Two global leaders in the fight against HIV/AIDS spoke in Westwood on Monday about a new plan combating fatal trends in underdeveloped countries.
Killing 25 million and leaving 14 million orphans in its deadly path, the global HIV/AIDS pandemic is a great health challenge facing the 21st century.
Ambassador Mark Dybul, U.S. Global AIDS coordinator, and Dr. Alex Coutinho, executive director of The AIDS Support Organization, discussed the international response to the pandemic.
At the event, sponsored by the UCLA Healthcare Collaborative and School of Public Health, the speakers presented an optimistic outlook toward the future.
Dybul spoke first, addressing the Bush administration’s newest AIDS relief program, the President’s Emergency Plan for AIDS Relief, which provides funds for HIV/AIDS prevention and treatment programs worldwide.
According to the U.S. Department of State, the plan “is the largest commitment ever by a nation for an international heath initiative dedicated to a single disease ““ a five-year, $15 billion, comprehensive approach to combating the disease around the world.”

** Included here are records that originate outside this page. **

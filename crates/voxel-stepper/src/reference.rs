//! Whole-field reference application of the fused stepper.

use voxel_core::{Cell, Extent};

use crate::accumulator::{pair_flow, GenerationAccumulator};
use crate::error::StepperError;

/// Compute one generation over the whole field in a single pass.
///
/// For every interior-adjacent pair along every axis (six faces per
/// interior cell, three per corner — boundary pairs are simply not
/// enumerated, which is what gives the world boundary zero flow and
/// automatic equilibrium there), reads `g = a - b` and `f = g >> rate` from
/// `snapshot` alone, and accumulates `D[a] -= f; D[b] += f` into a signed
/// 64-bit buffer. Because every axis reads the same immutable snapshot and
/// every accumulation commutes, the result does not depend on axis order
/// (rotational symmetry) — and is exactly what `voxel-engine`'s
/// tile-scheduled stepping must reproduce bit-for-bit when it decomposes
/// this same pass into tiles.
pub fn step_field_reference(
    snapshot: &[Cell],
    extent: Extent,
    rate: u8,
) -> Result<Vec<Cell>, StepperError> {
    let mut acc = GenerationAccumulator::from_snapshot(snapshot);
    step_region_into(snapshot, &mut acc, extent, rate, (0, 0, 0), extent_max(extent));
    acc.commit()
}

fn extent_max(extent: Extent) -> (i32, i32, i32) {
    (
        extent.width as i32,
        extent.height as i32,
        extent.depth as i32,
    )
}

/// Enumerate every pair owned by cells within `[min, max)` — the unit of
/// work the tile scheduler calls once per tile. A cell at `(x, y, z)` owns
/// the pair to `(x+1, y, z)` (and likewise for `y`, `z`) whenever that
/// neighbor is in-extent, whether the neighbor falls inside this same
/// region (an "interior" pair) or in the next tile along that axis (an
/// "outgoing-face" pair). Because every region's loop only ever looks
/// forward, and the next region along an axis starts exactly where this
/// one's upper bound ends, every pair is enumerated by exactly one region
/// — the one containing its lower-index cell.
pub fn step_region_into(
    snapshot: &[Cell],
    acc: &mut GenerationAccumulator,
    extent: Extent,
    rate: u8,
    min: (i32, i32, i32),
    max: (i32, i32, i32),
) {
    let (width, height, _depth) = extent_max(extent);
    let (x0, y0, z0) = min;
    let (x1, y1, z1) = max;

    for z in z0..z1 {
        for y in y0..y1 {
            for x in x0..x1 {
                let idx = extent
                    .linear_index(x, y, z)
                    .expect("region bounds are within extent") as usize;
                let here = snapshot[idx];

                if x + 1 < width {
                    let nidx = idx + 1;
                    let flow = pair_flow(here, snapshot[nidx], rate);
                    acc.apply_flow(idx, nidx, flow);
                }
                if y + 1 < height {
                    let nidx = idx + extent.width as usize;
                    let flow = pair_flow(here, snapshot[nidx], rate);
                    acc.apply_flow(idx, nidx, flow);
                }
                if z + 1 < extent_max(extent).2 {
                    let nidx = idx + extent.width as usize * extent.height as usize;
                    let flow = pair_flow(here, snapshot[nidx], rate);
                    acc.apply_flow(idx, nidx, flow);
                }
            }
        }
    }
}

The enormous scope of this new initiative has the capacity to produce a “ripple effect,” Dybul said.
HIV/AIDS prevention and education, while saving lives, also can “sustain the social fabric of a community through socio-economic factors,” he said. Through the prevention of infection and death comes the protection of families, teachers, healthy reproduction, productivity, and the economy, he said.

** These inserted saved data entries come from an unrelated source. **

//! Cubic tiles and the Morton-ordered queue that schedules them.

use voxel_core::Extent;

use crate::morton::encode;

/// Edge length of a cubic tile, in cells. Recommended by the design for
/// cache-friendly per-tile working sets; boundary tiles are truncated to
/// the field's extents.
pub const TILE_EDGE: i16 = 16;

/// Integer coordinate of a tile within the tile grid (not the cell grid).
#[derive(Clone, Copy, Debug, PartialEq, Eq, Hash, PartialOrd, Ord)]
pub struct TileId {
    /// Tile coordinate along X.
    pub tx: u32,
    /// Tile coordinate along Y.
    pub ty: u32,
    /// Tile coordinate along Z.
    pub tz: u32,
}

impl TileId {
    /// Lexicographic linear index over `(tz, ty, tx)`, given the number of
    /// tiles along X and Y. Monotone in each axis: incrementing any single
    /// coordinate strictly increases this index. This is the ordering the
    /// pair-ownership rule in [`TileBounds`] relies on — the tile with the
    /// lower linear index along whichever axis a pair straddles owns that
    /// pair.
    pub fn linear_index(&self, tiles_x: u32, tiles_y: u32) -> u64 {
        (self.tz as u64 * tiles_y as u64 + self.ty as u64) * tiles_x as u64 + self.tx as u64
    }
}

/// The half-open cell-space bounds of a tile, clipped to the field's
/// extents.
#[derive(Clone, Copy, Debug, PartialEq, Eq)]
pub struct TileBounds {
    /// Inclusive minimum coordinate.
    pub min: (i32, i32, i32),
    /// Exclusive maximum coordinate.
    pub max: (i32, i32, i32),
}

impl TileBounds {
    /// Compute the clipped bounds of tile `id` within `extent`, given the
    /// tile edge length `tile_edge`.
    pub fn for_tile(id: TileId, extent: Extent, tile_edge: i16) -> Self {
        let edge = tile_edge as i32;
        let x0 = id.tx as i32 * edge;
        let y0 = id.ty as i32 * edge;
        let z0 = id.tz as i32 * edge;
        Self {
            min: (x0, y0, z0),
            max: (
                (x0 + edge).min(extent.width as i32),
                (y0 + edge).min(extent.height as i32),
                (z0 + edge).min(extent.depth as i32),
            ),
        }
    }
}

/// Number of tiles needed to cover `size` cells at `tile_edge` cells per
/// tile: `ceil(size / tile_edge)`.
fn tile_count(size: i16, tile_edge: i16) -> u32 {
    let size = size as u32;
    let edge = tile_edge as u32;
    (size + edge - 1) / edge
}

/// An ordered sequence of tile identifiers covering a field, generated at
/// `begin_step` and consumed one whole tile at a time by the tile
/// scheduler.
///
/// Tiles enter the queue in Morton (Z-order) order over `(tx, ty, tz)` for
/// cache locality; correctness does not depend on this order since all
/// tile reads come from an immutable snapshot and all destination writes
/// commute.
#[derive(Clone, Debug)]
pub struct TileQueue {
    tiles: Vec<TileId>,
}

impl TileQueue {
    /// Build the Morton-ordered tile queue covering `extent` with tiles of
    /// edge `tile_edge`.
    pub fn build(extent: Extent, tile_edge: i16) -> Self {
        let tiles_x = tile_count(extent.width, tile_edge);
        let tiles_y = tile_count(extent.height, tile_edge);
        let tiles_z = tile_count(extent.depth, tile_edge);

        let mut tiles = Vec::with_capacity((tiles_x * tiles_y * tiles_z) as usize);
        for tz in 0..tiles_z {
            for ty in 0..tiles_y {
                for tx in 0..tiles_x {
                    tiles.push(TileId { tx, ty, tz });
                }
            }
        }
        tiles.sort_by_key(|t| encode(t.tx, t.ty, t.tz));

        Self { tiles }
    }

    /// Number of tiles remaining in the queue.
    pub fn len(&self) -> usize {
        self.tiles.len()
    }

    /// Whether the queue has been fully drained.
    pub fn is_empty(&self) -> bool {
        self.tiles.is_empty()
    }

    /// Borrow the tiles from `cursor` onward, in queue order.
    pub fn remaining(&self, cursor: usize) -> &[TileId] {
        &self.tiles[cursor.min(self.tiles.len())..]
    }

    /// Total number of tiles in the queue.
    pub fn total(&self) -> usize {
        self.tiles.len()
    }
}

#[cfg(test)]
mod tests {
    use super::*;
    use proptest::prelude::*;
    use std::collections::HashSet;

    #[test]
    fn single_tile_covers_small_field() {
        let extent = Extent {
            width: 8,
            height: 8,
            depth: 8,
        };
        let queue = TileQueue::build(extent, TILE_EDGE);
        assert_eq!(queue.total(), 1);
    }

    #[test]
    fn boundary_tiles_are_clipped() {
        let extent = Extent {
            width: 20,
            height: 16,
            depth: 16,
        };
        let queue = TileQueue::build(extent, TILE_EDGE);
        assert_eq!(queue.total(), 2); // 2 tiles along X, 1 along Y and Z

        let far = queue
            .remaining(0)
            .iter()
            .find(|t| t.tx == 1)
            .copied()
            .unwrap();
        let bounds = TileBounds::for_tile(far, extent, TILE_EDGE);
        assert_eq!(bounds.min, (16, 0, 0));
        assert_eq!(bounds.max, (20, 16, 16));
    }

    proptest! {
        #[test]
        fn tiles_partition_every_cell_exactly_once(
            w in 1i16..40, h in 1i16..40, d in 1i16..40,
        ) {
            let extent = Extent { width: w, height: h, depth: d };
            let queue = TileQueue::build(extent, TILE_EDGE);

            let mut covered = HashSet::new();
            for &tile in queue.remaining(0) {
                let bounds = TileBounds::for_tile(tile, extent, TILE_EDGE);
                for z in bounds.min.2..bounds.max.2 {
                    for y in bounds.min.1..bounds.max.1 {
                        for x in bounds.min.0..bounds.max.0 {
                            prop_assert!(
                                covered.insert((x, y, z)),
                                "cell ({x},{y},{z}) covered by more than one tile"
                            );
                        }
                    }
                }
            }
            prop_assert_eq!(covered.len() as u64, extent.cell_count());
        }

        #[test]
        fn queue_contains_every_tile_exactly_once(
            w in 1i16..60, h in 1i16..60, d in 1i16..60,
        ) {
            let extent = Extent { width: w, height: h, depth: d };
            let queue = TileQueue::build(extent, TILE_EDGE);
            let unique: HashSet<TileId> = queue.remaining(0).iter().copied().collect();
            prop_assert_eq!(unique.len(), queue.total());
        }
    }
}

TASO provides care for 50,000 HIV-positive people, many of whom are using medical treatments with funds provided by PEPFAR. As the first indigenous AIDS organization in Africa, it focuses on community partnership rather than an impersonal “donor-recipient” mentality, Coutinho said.

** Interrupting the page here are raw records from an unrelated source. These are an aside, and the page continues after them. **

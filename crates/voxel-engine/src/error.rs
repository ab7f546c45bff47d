//! Error type for the step controller.

use std::error::Error;
use std::fmt;

use voxel_core::FieldError;
use voxel_stepper::StepperError;

/// Errors raised by [`crate::controller::StepController`].
#[derive(Clone, Copy, Debug, PartialEq, Eq)]
pub enum ControllerError {
    /// Field extents were invalid at creation time.
    InvalidExtents,
    /// The requested diffusion rate exceeds the field's representable shift.
    InvalidRate,
    /// A snapshot or accumulator allocation failed.
    AllocationFailure,
    /// `begin_step` was called while a generation was already in progress.
    AlreadyStepping,
    /// A read or write was attempted while a generation was in progress.
    BusyStepping,
    /// The in-progress generation produced a negative accumulation.
    StabilityViolation {
        /// Linear index of the offending cell.
        cell_index: u64,
        /// The negative signed accumulation that triggered the abort.
        accumulated: i64,
    },
}

impl From<FieldError> for ControllerError {
    fn from(err: FieldError) -> Self {
        match err {
            FieldError::InvalidExtents => ControllerError::InvalidExtents,
            FieldError::InvalidRate => ControllerError::InvalidRate,
        }
    }
}

impl From<StepperError> for ControllerError {
    fn from(err: StepperError) -> Self {
        ControllerError::StabilityViolation {
            cell_index: err.cell_index,
            accumulated: err.accumulated,
        }
    }
}

impl fmt::Display for ControllerError {
    fn fmt(&self, f: &mut fmt::Formatter<'_>) -> fmt::Result {
        match self {
            ControllerError::InvalidExtents => write!(f, "field extents must be positive"),
            ControllerError::InvalidRate => write!(f, "diffusion rate must be in [0, 31]"),
            ControllerError::AllocationFailure => {
                write!(f, "failed to allocate the generation's working buffers")
            }
            ControllerError::AlreadyStepping => {
                write!(f, "begin_step called while a generation is already in progress")
            }
            ControllerError::BusyStepping => {
                write!(f, "field is locked for writes while a generation is in progress")
            }
            ControllerError::StabilityViolation {
                cell_index,
                accumulated,
            } => write!(
                f,
                "stability violation: cell {cell_index} accumulated to {accumulated}"
            ),
        }
    }
}

impl Error for ControllerError {}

For example, Coutinho described members of the TASO known as “drama members,” or HIV-infected workers who spread the organization’s message through song and dance.
“Barefoot doctors,” another creation of TASO, is a program where non-medical personnel on motorcycles deliver the pills personally. Not only does this ensure that the infected receive proper treatment, it provides connection and trust between TASO and the community, Coutinho said.
“There is the need to integrate the service and pills with a preventative message,” Coutinho said.
While currently providing treatment for half of the population, he hopes to increase the facilities’ capacity to reach the rest of Uganda with PEPFAR funding.
“The U.S. can learn much from the situation in Uganda,” the ambassador said. PEPFAR is an example of that influence, as it reflects a radically different approach toward the development of “partnership” than previous plans, he said.
Both speakers saw a brighter future with the implementation of PEPFAR.
“(The funds) have created the confidence to tackle the numbers,” said Coutinho.
Mark Ayling, an event organizer and foreign affairs campus coordinator, said a main goal of the event is increasing student involvement in foreign issues on campus.